TransUnion study may ID potential borrowers for banks

 
 
 
Trends: Could consumers with loan mods make good credit targets?
 
Consumers who received modifications on their troubled mortgages and then obtained new consumer credit outperformed troubled mortgage borrowers who also took new consumer loans, according to new research unveiled by TransUnion.

The consumer credit rating firm noted that this trend held steady even though six out of ten modified mortgages went 60 or more days delinquent within 18 months after the modification date.

The findings are part of an ongoing body of research by TransUnion looking for performing subgroups within the larger body of consumers in today's economy.  This stage of the project reviewed more than five million first mortgages originated before 2008 that went 120 or more days past due between January 2008 and June 2010.

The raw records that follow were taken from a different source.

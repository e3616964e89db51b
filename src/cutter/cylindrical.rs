//! Flat end mill

use super::{ContactSpan, Cutter, CutterContact, ToolShape, ball_range, check_radius, overlap, slab};
use crate::config::EPSILON;
use crate::error::{Error, Result};
use crate::geometry::{Line, Point, Triangle, Vector};

/// Flat end mill: a vertical cylinder standing on its tip
///
/// Only horizontal moves are supported, which is all a waterline needs. The
/// part of a triangle between the tip height and the top of the flutes is
/// projected onto the XY plane; the tool overlaps the triangle while its
/// axis is within `radius` of that projection.
#[derive(Debug, Clone, PartialEq)]
pub struct CylindricalCutter {
    radius: f64,
    height: Option<f64>,
    location: Option<Point>,
}

impl CylindricalCutter {
    /// Create a cylinder of unbounded height
    ///
    /// # Errors
    ///
    /// [`Error::InvalidGeometry`] for a negative or non-finite radius.
    pub fn new(radius: f64) -> Result<Self> {
        check_radius(radius)?;
        Ok(Self {
            radius,
            height: None,
            location: None,
        })
    }

    /// Limit the flute length above the tip
    pub fn with_height(mut self, height: f64) -> Result<Self> {
        if !(height.is_finite() && height > 0.0) {
            return Err(Error::InvalidGeometry(format!(
                "tool height must be positive, got {}",
                height
            )));
        }
        self.height = Some(height);
        Ok(self)
    }

    /// Flute length, `None` when unbounded
    pub fn height(&self) -> Option<f64> {
        self.height
    }
}

impl Cutter for CylindricalCutter {
    fn radius(&self) -> f64 {
        self.radius
    }

    fn shape(&self) -> ToolShape {
        ToolShape::Cylinder {
            radius: self.radius,
            height: self.height,
        }
    }

    fn location(&self) -> Option<Point> {
        self.location
    }

    fn moveto(&mut self, location: Point) {
        self.location = Some(location);
    }

    fn contact_span(
        &self,
        start: Point,
        direction: Vector,
        triangle: &Triangle,
        clearance: f64,
    ) -> Result<Option<ContactSpan>> {
        if direction.z.abs() > EPSILON {
            return Err(Error::UnsupportedMove(format!(
                "cylindrical cutter only moves horizontally, direction was {}",
                direction
            )));
        }
        let Some(dir) = Vector::new(direction.x, direction.y, 0.0).normalized() else {
            return Ok(None);
        };

        let mut polygon = clip(&triangle.points, start.z + clearance, true);
        if let Some(height) = self.height {
            polygon = clip(&polygon, start.z + height, false);
        }
        if polygon.is_empty() {
            return Ok(None);
        }

        let radius = (self.radius - clearance).max(0.0);
        let origin = flat(&start);
        let mut span = None;
        if polygon.len() == 1 {
            corner_span(&mut span, &origin, &dir, &polygon[0], radius);
        } else {
            for (i, a) in polygon.iter().enumerate() {
                let b = &polygon[(i + 1) % polygon.len()];
                edge_span(&mut span, &origin, &dir, a, b, radius);
            }
        }
        let Some(span) = span else {
            return Ok(None);
        };

        if clearance > 0.0 {
            let middle = (span.enter.distance + span.exit.distance) / 2.0;
            let axis = origin + dir * middle;
            if signed_distance_xy(&axis, &polygon) >= self.radius - clearance {
                return Ok(None);
            }
        }
        Ok(Some(span))
    }
}

fn flat(p: &Point) -> Point {
    Point::new(p.x, p.y, 0.0)
}

/// Keep the part of a convex polygon above (or below) height `z`
fn clip(polygon: &[Point], z: f64, keep_above: bool) -> Vec<Point> {
    let inside = |p: &Point| if keep_above { p.z >= z } else { p.z <= z };
    let mut out: Vec<Point> = Vec::with_capacity(polygon.len() + 2);
    let mut push = |p: Point| {
        if out.last() != Some(&p) {
            out.push(p);
        }
    };
    if polygon.len() == 1 {
        if inside(&polygon[0]) {
            push(polygon[0]);
        }
        return out;
    }
    for (i, cur) in polygon.iter().enumerate() {
        let next = &polygon[(i + 1) % polygon.len()];
        let (cur_in, next_in) = (inside(cur), inside(next));
        if cur_in {
            push(*cur);
        }
        if cur_in != next_in {
            let t = (z - cur.z) / (next.z - cur.z);
            let mut crossing = cur.lerp(next, t);
            crossing.z = z;
            push(crossing);
        }
    }
    if out.len() > 1 && out.first() == out.last() {
        out.pop();
    }
    out
}

fn corner_span(span: &mut Option<ContactSpan>, origin: &Point, dir: &Vector, corner: &Point, radius: f64) {
    if let Some((t0, t1)) = ball_range(&(*origin - flat(corner)), dir, radius, 0.0) {
        ContactSpan::widen(
            span,
            CutterContact {
                distance: t0,
                point: *corner,
            },
            CutterContact {
                distance: t1,
                point: *corner,
            },
        );
    }
}

/// Widen `span` by the travel over which the axis is within `radius` of
/// the XY projection of segment `a..b`
fn edge_span(
    span: &mut Option<ContactSpan>,
    origin: &Point,
    dir: &Vector,
    a: &Point,
    b: &Point,
    radius: f64,
) {
    corner_span(span, origin, dir, a, radius);
    corner_span(span, origin, dir, b, radius);

    let (fa, fb) = (flat(a), flat(b));
    let len = fa.distance(&fb);
    if len == 0.0 {
        return;
    }
    let u = (fb - fa) * (1.0 / len);
    let n = Vector::new(-u.y, u.x, 0.0);
    let w = *origin - fa;
    let along = slab(w.dot(&u), dir.dot(&u), 0.0, len);
    let across = slab(w.dot(&n), dir.dot(&n), -radius, radius);
    let Some((t0, t1)) = along.zip(across).and_then(|(p, q)| overlap(p, q)) else {
        return;
    };
    let contact = |t: f64| CutterContact {
        distance: t,
        point: a.lerp(b, ((w + *dir * t).dot(&u) / len).clamp(0.0, 1.0)),
    };
    ContactSpan::widen(span, contact(t0), contact(t1));
}

/// Distance from `p` to the XY projection of a convex polygon, negative inside
fn signed_distance_xy(p: &Point, polygon: &[Point]) -> f64 {
    let flat_polygon: Vec<Point> = polygon.iter().map(flat).collect();
    let n = flat_polygon.len();
    if n == 1 {
        return p.distance(&flat_polygon[0]);
    }
    let edges = (0..n).map(|i| Line::new(flat_polygon[i], flat_polygon[(i + 1) % n]));
    let distance = edges
        .clone()
        .map(|edge| edge.distance_to_segment(p))
        .fold(f64::INFINITY, f64::min);

    let area: f64 = edges.clone().map(|e| e.p1.x * e.p2.y - e.p2.x * e.p1.y).sum();
    if n < 3 || area.abs() < EPSILON * EPSILON {
        return distance;
    }
    let inside = edges.into_iter().all(|e| {
        let turn = e.vector().cross(&(*p - e.p1)).z;
        turn * area.signum() > 0.0
    });
    if inside { -distance } else { distance }
}

#[cfg(test)]
mod tests {
    use super::*;

    fn front_wall() -> Triangle {
        Triangle::new(
            0,
            Point::new(0.0, 0.0, 0.0),
            Point::new(1.0, 0.0, 0.0),
            Point::new(1.0, 0.0, 1.0),
        )
    }

    fn top_face() -> Triangle {
        Triangle::new(
            1,
            Point::new(0.0, 0.0, 1.0),
            Point::new(1.0, 0.0, 1.0),
            Point::new(1.0, 1.0, 1.0),
        )
    }

    #[test]
    fn test_approaching_a_wall() {
        let cutter = CylindricalCutter::new(0.1).unwrap();
        let span = cutter
            .contact_span(
                Point::new(0.8, -1.0, 0.5),
                Vector::new(0.0, 1.0, 0.0),
                &front_wall(),
                0.0,
            )
            .unwrap()
            .expect("tool should hit the wall");
        assert!((span.enter.distance - 0.9).abs() < 1e-9, "enter {}", span.enter.distance);
        assert!((span.exit.distance - 1.1).abs() < 1e-9, "exit {}", span.exit.distance);
        assert_eq!(span.enter.point.y, 0.0);
        assert!((span.enter.point.x - 0.8).abs() < 1e-9);
        assert!(span.enter.point.z >= 0.5);
    }

    #[test]
    fn test_sliding_along_a_wall_only_touches() {
        let cutter = CylindricalCutter::new(0.1).unwrap();
        let start = Point::new(-1.0, -0.1, 0.5);
        let dir = Vector::new(1.0, 0.0, 0.0);
        let touching = cutter.contact_span(start, dir, &front_wall(), 0.0).unwrap();
        assert!(touching.is_some(), "touching counts without clearance");
        let free = cutter.contact_span(start, dir, &front_wall(), EPSILON).unwrap();
        assert!(free.is_none(), "touching is free with clearance");
    }

    #[test]
    fn test_triangle_below_tip_is_ignored() {
        let cutter = CylindricalCutter::new(0.5).unwrap();
        let span = cutter
            .contact_span(
                Point::new(0.5, -1.0, 1.5),
                Vector::new(0.0, 1.0, 0.0),
                &front_wall(),
                0.0,
            )
            .unwrap();
        assert!(span.is_none());
    }

    #[test]
    fn test_triangle_above_flutes_is_ignored() {
        let cutter = CylindricalCutter::new(0.5).unwrap().with_height(0.5).unwrap();
        let span = cutter
            .contact_span(
                Point::new(0.5, -1.0, 0.0),
                Vector::new(0.0, 1.0, 0.0),
                &top_face(),
                0.0,
            )
            .unwrap();
        assert!(span.is_none());
        assert_eq!(cutter.height(), Some(0.5));
    }

    #[test]
    fn test_zero_radius_blocked_inside_overhang() {
        let cutter = CylindricalCutter::new(0.0).unwrap();
        // passes right under the top face, through the middle of its shadow
        let span = cutter
            .contact_span(
                Point::new(-1.0, 0.2, 0.5),
                Vector::new(1.0, 0.0, 0.0),
                &top_face(),
                EPSILON,
            )
            .unwrap()
            .expect("axis crosses the shadow of the face");
        assert!((span.enter.distance - 1.2).abs() < 1e-9);
        assert!((span.exit.distance - 2.0).abs() < 1e-9);

        // running exactly along the shadow's border is free
        let border = cutter
            .contact_span(
                Point::new(-1.0, 0.0, 0.5),
                Vector::new(1.0, 0.0, 0.0),
                &top_face(),
                EPSILON,
            )
            .unwrap();
        assert!(border.is_none());
    }

    #[test]
    fn test_vertical_move_is_unsupported() {
        let cutter = CylindricalCutter::new(1.0).unwrap();
        let err = cutter
            .contact_span(
                Point::default(),
                Vector::new(0.0, 0.0, -1.0),
                &front_wall(),
                0.0,
            )
            .unwrap_err();
        assert!(matches!(err, Error::UnsupportedMove(_)));
    }

    #[test]
    fn test_negative_radius_is_rejected() {
        assert!(CylindricalCutter::new(-0.5).is_err());
        assert!(CylindricalCutter::new(1.0).unwrap().with_height(0.0).is_err());
    }

    #[test]
    fn test_moveto_records_location() {
        let mut cutter = CylindricalCutter::new(1.0).unwrap();
        assert_eq!(cutter.location(), None);
        cutter.moveto(Point::new(1.0, 2.0, 3.0));
        assert_eq!(cutter.location(), Some(Point::new(1.0, 2.0, 3.0)));
        assert_eq!(
            cutter.shape(),
            ToolShape::Cylinder {
                radius: 1.0,
                height: None
            }
        );
    }

    #[test]
    fn test_clip() {
        let triangle = front_wall();
        let above = clip(&triangle.points, 0.5, true);
        assert_eq!(above.len(), 3);
        assert!(above.iter().all(|p| p.z >= 0.5));
        let below = clip(&triangle.points, 0.5, false);
        assert_eq!(below.len(), 4);
        assert!(clip(&triangle.points, 2.0, true).is_empty());
    }

    #[test]
    fn test_signed_distance_xy() {
        let square = [
            Point::new(0.0, 0.0, 0.0),
            Point::new(1.0, 0.0, 0.0),
            Point::new(1.0, 1.0, 0.0),
            Point::new(0.0, 1.0, 0.0),
        ];
        assert!((signed_distance_xy(&Point::new(0.5, 0.25, 0.0), &square) + 0.25).abs() < 1e-12);
        assert!((signed_distance_xy(&Point::new(2.0, 0.5, 0.0), &square) - 1.0).abs() < 1e-12);
        assert_eq!(signed_distance_xy(&Point::new(0.5, 0.0, 0.0), &square), 0.0);
    }
}
//! Property-based tests for waterline
//!
//! These tests use proptest to generate random geometry and verify that the
//! invariants of cropping, offsetting, stitching and layer planning hold
//! across a wide range of inputs.

use proptest::prelude::*;
use waterline::config::{EPSILON, ceil_tolerant, layer_heights};
use waterline::cutter::CylindricalCutter;
use waterline::geometry::{Bounds, Line, Point};
use waterline::mesh::Mesh;
use waterline::model::TriangleModel;
use waterline::stitcher::WaterlineTriangles;
use waterline::waterline::shifted_waterline;

// ============================================================================
// Generators for basic data structures
// ============================================================================

/// Generate a point with moderate, finite coordinates
fn point_strategy() -> impl Strategy<Value = Point> {
    (-100.0..100.0f64, -100.0..100.0f64, -100.0..100.0f64)
        .prop_map(|(x, y, z)| Point::new(x, y, z))
}

/// Generate a horizontal line at least 0.01 long
fn horizontal_line_strategy() -> impl Strategy<Value = Line> {
    (
        -50.0..50.0f64,
        -50.0..50.0f64,
        -50.0..50.0f64,
        -50.0..50.0f64,
        -10.0..10.0f64,
    )
        .prop_filter("line must have a length", |(x1, y1, x2, y2, _)| {
            (x2 - x1).hypot(y2 - y1) > 0.01
        })
        .prop_map(|(x1, y1, x2, y2, z)| Line::new(Point::new(x1, y1, z), Point::new(x2, y2, z)))
}

fn bounds_of(line: &Line) -> Bounds {
    Bounds::from_points([&line.p1, &line.p2]).unwrap()
}

proptest! {
    /// A box containing the line leaves it untouched
    #[test]
    fn test_crop_to_containing_box_is_identity(a in point_strategy(), b in point_strategy(), margin in 0.0..10.0f64) {
        let line = Line::new(a, b);
        let bounds = bounds_of(&line);
        let grown = Bounds::new(
            bounds.minx - margin, bounds.maxx + margin,
            bounds.miny - margin, bounds.maxy + margin,
            bounds.minz - margin, bounds.maxz + margin,
        );
        prop_assert_eq!(line.cropped(&grown), Some(line));
    }

    /// A box beside the line removes it
    #[test]
    fn test_crop_to_disjoint_box_is_none(a in point_strategy(), b in point_strategy(), gap in 0.1..10.0f64) {
        let line = Line::new(a, b);
        let bounds = bounds_of(&line);
        let beside = Bounds::new(
            bounds.maxx + gap, bounds.maxx + gap + 5.0,
            bounds.miny, bounds.maxy,
            bounds.minz, bounds.maxz,
        );
        prop_assert_eq!(line.cropped(&beside), None);
    }

    /// Whatever survives cropping lies inside the box and on the line
    #[test]
    fn test_cropped_line_stays_inside(a in point_strategy(), b in point_strategy(), lo in -50.0..0.0f64, hi in 0.0..50.0f64) {
        let line = Line::new(a, b);
        let bounds = Bounds::new(lo, hi, lo, hi, lo, hi);
        if let Some(cropped) = line.cropped(&bounds) {
            let slack = 2.0 * EPSILON;
            for p in [cropped.p1, cropped.p2] {
                for v in [p.x, p.y, p.z] {
                    prop_assert!(v >= lo - slack && v <= hi + slack, "{} outside {}..{}", p, lo, hi);
                }
            }
            prop_assert!(line.dist_to_point(&cropped.p1) < 1e-6);
            prop_assert!(cropped.len() <= line.len() + 1e-9);
        }
    }

    /// A cutter location on the edge does not move it
    #[test]
    fn test_shift_with_cutter_on_edge_is_identity(line in horizontal_line_strategy(), t in 0.0..1.0f64) {
        let on_edge = line.p1.lerp(&line.p2, t);
        prop_assert_eq!(shifted_waterline(&line, on_edge), Some(line));
    }

    /// The shifted edge runs through the cutter location, parallel to the edge
    #[test]
    fn test_shift_passes_through_cutter_location(line in horizontal_line_strategy(), t in 0.0..1.0f64, offset in 0.01..5.0f64) {
        let dir = line.dir().unwrap();
        let side = waterline::geometry::Vector::up().cross(&dir);
        let cl = line.p1.lerp(&line.p2, t) + side * offset;
        let shifted = shifted_waterline(&line, cl).unwrap();
        prop_assert!(shifted.dist_to_point(&cl) < 1e-6);
        prop_assert!((shifted.len() - line.len()).abs() < 1e-6);
        prop_assert!((line.dist_to_point(&shifted.p1) - offset).abs() < 1e-6);
    }

    /// Adding an edge twice changes nothing
    #[test]
    fn test_add_is_idempotent(lines in prop::collection::vec(horizontal_line_strategy(), 1..20)) {
        let mut once = WaterlineTriangles::new();
        let mut twice = WaterlineTriangles::new();
        for line in &lines {
            once.add(*line, *line);
            twice.add(*line, *line);
            twice.add(*line, *line);
        }
        prop_assert_eq!(once.len(), twice.len());
        prop_assert_eq!(once.shifted_lines(), twice.shifted_lines());
    }

    /// Layers are evenly spaced from the top down and hit both ends
    #[test]
    fn test_layer_heights(minz in -100.0..100.0f64, height in 0.0..50.0f64, dz in 0.05..10.0f64) {
        let maxz = minz + height;
        let layers = layer_heights(minz, maxz, dz).unwrap();
        let diff = if (maxz - minz).abs() < EPSILON { 0.0 } else { (maxz - minz).abs() };
        prop_assert_eq!(layers.len(), 1 + ceil_tolerant(diff / dz));
        prop_assert_eq!(layers[0], maxz);
        if layers.len() > 1 {
            prop_assert!((layers[layers.len() - 1] - minz).abs() < 1e-9);
            for pair in layers.windows(2) {
                prop_assert!(pair[0] > pair[1]);
                prop_assert!(pair[0] - pair[1] <= dz * (1.0 + EPSILON) + 1e-9);
            }
        }
    }
}

proptest! {
    #![proptest_config(ProptestConfig::with_cases(24))]

    /// Any box yields a single closed contour offset by the tool radius
    #[test]
    fn test_box_contour_is_offset_rectangle(
        width in 0.5..4.0f64,
        depth in 0.5..4.0f64,
        radius in prop_oneof![Just(0.0), 0.01..0.5f64],
        level in 0.1..0.9f64,
    ) {
        let mesh = Mesh::cuboid(Point::new(0.0, 0.0, 0.0), Point::new(width, depth, 1.0));
        let model = TriangleModel::from_mesh(&mesh).unwrap();
        let cutter = CylindricalCutter::new(radius).unwrap();
        let bounds = Bounds::new(-5.0, 10.0, -5.0, 10.0, level, level);
        let paths = waterline::waterline_toolpath(&model, cutter, &bounds, 1.0).unwrap();

        prop_assert_eq!(paths.len(), 1);
        let path = &paths[0];
        prop_assert_eq!(path.points.len(), 5);
        prop_assert_eq!(path.points.first(), path.points.last());
        let expected = 2.0 * (width + depth) + 8.0 * radius;
        prop_assert!((path.length() - expected).abs() < 1e-6, "length {} vs {}", path.length(), expected);
        for p in &path.points {
            prop_assert!((p.x + radius).abs() < 1e-6 || (p.x - width - radius).abs() < 1e-6);
            prop_assert!((p.y + radius).abs() < 1e-6 || (p.y - depth - radius).abs() < 1e-6);
            prop_assert_eq!(p.z, level);
        }
    }
}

The study found that many borrowers in the overall sample failed to maintain performance even under the new loan terms. Within 12 months of modification, 41.9% went 60 days or more past due, and the rate of recidivism rose to 59.1% within 18 months.

However, having had a modification improved performance on other personal credit.

"In the 12 months after new loan origination, consumers with a mortgage modification had an average 18% lower delinquency rate on new credit cards than those with no modification, and a nearly 50% lower delinquency rate on new auto loans," stated Steve Chaouki, group vice-president in TransUnion's financial services business unit.

What does this mean? "They are signaling to the world that they are better credit risks," said Chaouki. "These people are trying, and they want to make it work."

The study also compared post-modification behavior for borrowers in the group receiving modifications who had only gone delinquent on their home loans to the performance of those who had done so on mortgages and other credit. It found that the rate of recidivism at the 12-month mark for mortgage-only delinquents was 38.8%, while those borrowers who had had multiple delinquencies before modification hit 46.2%.

Chaouki noted that part of the significance of the research to lenders, who need to keep lending, is the parsing of even troubled borrowers into strata that may have potential. "It's grown to be a big enough population that it really matters," he explained.